= From stability to prosperity =

From stability to prosperity (由治及興) is a neologism coined by Xi Jinping and the government of Hong Kong in 2022 after the pass of the national security law. The term was first mentioned in the 20th National Congress of the Chinese Communist Party, in which Xi stated that the national security law ensured the stability of Hong Kong, and now it is on their way to prosperity from stability. In 2023, John Lee Ka-chiu stated that it was the first year of "From stability to prosperity".

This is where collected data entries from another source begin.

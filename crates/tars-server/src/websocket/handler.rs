//! Inbound message dispatch.
//!
//! One [`Dispatcher::handle`] call per inbound frame, awaited in order by the
//! session loop. Quick requests call a collaborator and reply directly;
//! container actions and log fetches go to the [`TaskSupervisor`].

use std::sync::Arc;

use metrics::counter;
use tars_host::HostServices;
use tracing::{debug, info, instrument, warn};

use super::protocol::{ClientMessage, ServerMessage, decode};
use super::registry::{SessionHandle, SessionRegistry};
use super::supervisor::TaskSupervisor;
use crate::metrics::WS_MESSAGES_TOTAL;

/// Routes decoded client messages.
#[derive(Clone)]
pub struct Dispatcher {
    registry: Arc<SessionRegistry>,
    host: HostServices,
    supervisor: TaskSupervisor,
}

impl Dispatcher {
    /// Dispatcher replying through `registry`.
    pub fn new(registry: Arc<SessionRegistry>, host: HostServices) -> Self {
        let supervisor = TaskSupervisor::new(Arc::clone(&registry), host.clone());
        Self {
            registry,
            host,
            supervisor,
        }
    }

    /// Handle one inbound text frame.
    ///
    /// Never fails: decode and collaborator errors become `error` replies.
    #[instrument(skip_all, fields(session_id = %session.key, kind))]
    pub async fn handle(&self, session: &SessionHandle, text: &str) {
        if !self.registry.is_current(session) {
            debug!("session no longer registered, ignoring message");
            return;
        }
        let msg = match decode(text) {
            Ok(msg) => msg,
            Err(reason) => {
                warn!(%reason, "undecodable message");
                counter!(WS_MESSAGES_TOTAL, "type" => "invalid").increment(1);
                self.reply(session, ServerMessage::error(reason));
                return;
            }
        };
        let kind = msg.kind();
        let _ = tracing::Span::current().record("kind", kind);
        counter!(WS_MESSAGES_TOTAL, "type" => kind).increment(1);
        self.dispatch(session, msg).await;
    }

    async fn dispatch(&self, session: &SessionHandle, msg: ClientMessage) {
        let key = session.key.as_str();
        match msg {
            ClientMessage::Subscribe { topic } => {
                info!(%topic, "subscribed");
                self.registry.subscribe(key, &topic);
            }
            ClientMessage::Unsubscribe { topic } => {
                info!(%topic, "unsubscribed");
                self.registry.unsubscribe(key, &topic);
            }
            ClientMessage::GetSystemInfo => {
                let reply = match self.host.metrics.system_info().await {
                    Ok(data) => ServerMessage::SystemInfo { data },
                    Err(e) => ServerMessage::error(format!("Failed to fetch system info: {e}")),
                };
                self.reply(session, reply);
            }
            ClientMessage::GetMetrics => {
                let reply = match self.host.metrics.metrics().await {
                    Ok(data) => ServerMessage::Metrics { data },
                    Err(e) => ServerMessage::error(format!("Failed to fetch metrics: {e}")),
                };
                self.reply(session, reply);
            }
            ClientMessage::GetProcesses { limit } => {
                let data = self.host.processes.list_processes(limit).await;
                self.reply(session, ServerMessage::ProcessesData { data });
            }
            ClientMessage::KillProcess { pid } => {
                let reply = match self.host.processes.kill_process(pid).await {
                    Ok(success) => ServerMessage::ProcessKillResult {
                        pid,
                        success,
                        message: if success {
                            format!("Process {pid} killed")
                        } else {
                            format!("Process {pid} failed to kill")
                        },
                    },
                    Err(e) => ServerMessage::error(format!("Failed to kill process: {e}")),
                };
                self.reply(session, reply);
            }
            ClientMessage::GetContainers => {
                let data = self.host.containers.list_containers().await;
                self.reply(session, ServerMessage::ContainersData { data });
            }
            ClientMessage::ContainerAction {
                container_id,
                action,
            } => {
                let _ = self.supervisor.container_action(session, container_id, action);
            }
            ClientMessage::GetContainerLogs {
                container_id,
                tail,
                follow,
            } => {
                let _ = self
                    .supervisor
                    .container_logs(session, container_id, tail, follow);
            }
            ClientMessage::GetNetworkStats => {
                let reply = match self.host.network.network_stats().await {
                    Ok(data) => ServerMessage::NetworkStats { data },
                    Err(e) => ServerMessage::error(format!("Failed to fetch network stats: {e}")),
                };
                self.reply(session, reply);
            }
            ClientMessage::Unknown => debug!("unknown message type ignored"),
        }
    }

    fn reply(&self, session: &SessionHandle, msg: ServerMessage) {
        if !self.registry.reply(session, &msg) {
            debug!("reply not queued");
        }
    }
}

On 23 April 2023, a netizen posted a thread on LIHKG complaining about the situation in Hong Kong at the time and asked whether something big would happen. A pro-Beijing netizen with the name "Chizuru Mizuhara" (水原千鶴), replied that the poster is too pessimistic and they have seen the benefits from stability to prosperity (咁係因為你悲觀，我睇到由治及興帶嚟嘅好處). The thread quickly went viral after the reply and was closed on 7 December 2023 due to the volume of responses. It later became an Internet meme in Hong Kong.

Various reasons have been proposed for its virality. One is the scepticism among netizens toward the term when comparing it with real-life conditions in Hong Kong. Another reason proposed was the style of Chizuru Mizuhara's response, which claimed the situation is getting better without explanation, which was described as "hilarious" by a reporter from HK01. Some have also suggested that the popularity of Rent-A-Girlfriend in Hong Kong, in which Chizuru Mizuhara is the heroine, contributed to the meme's rapid spread.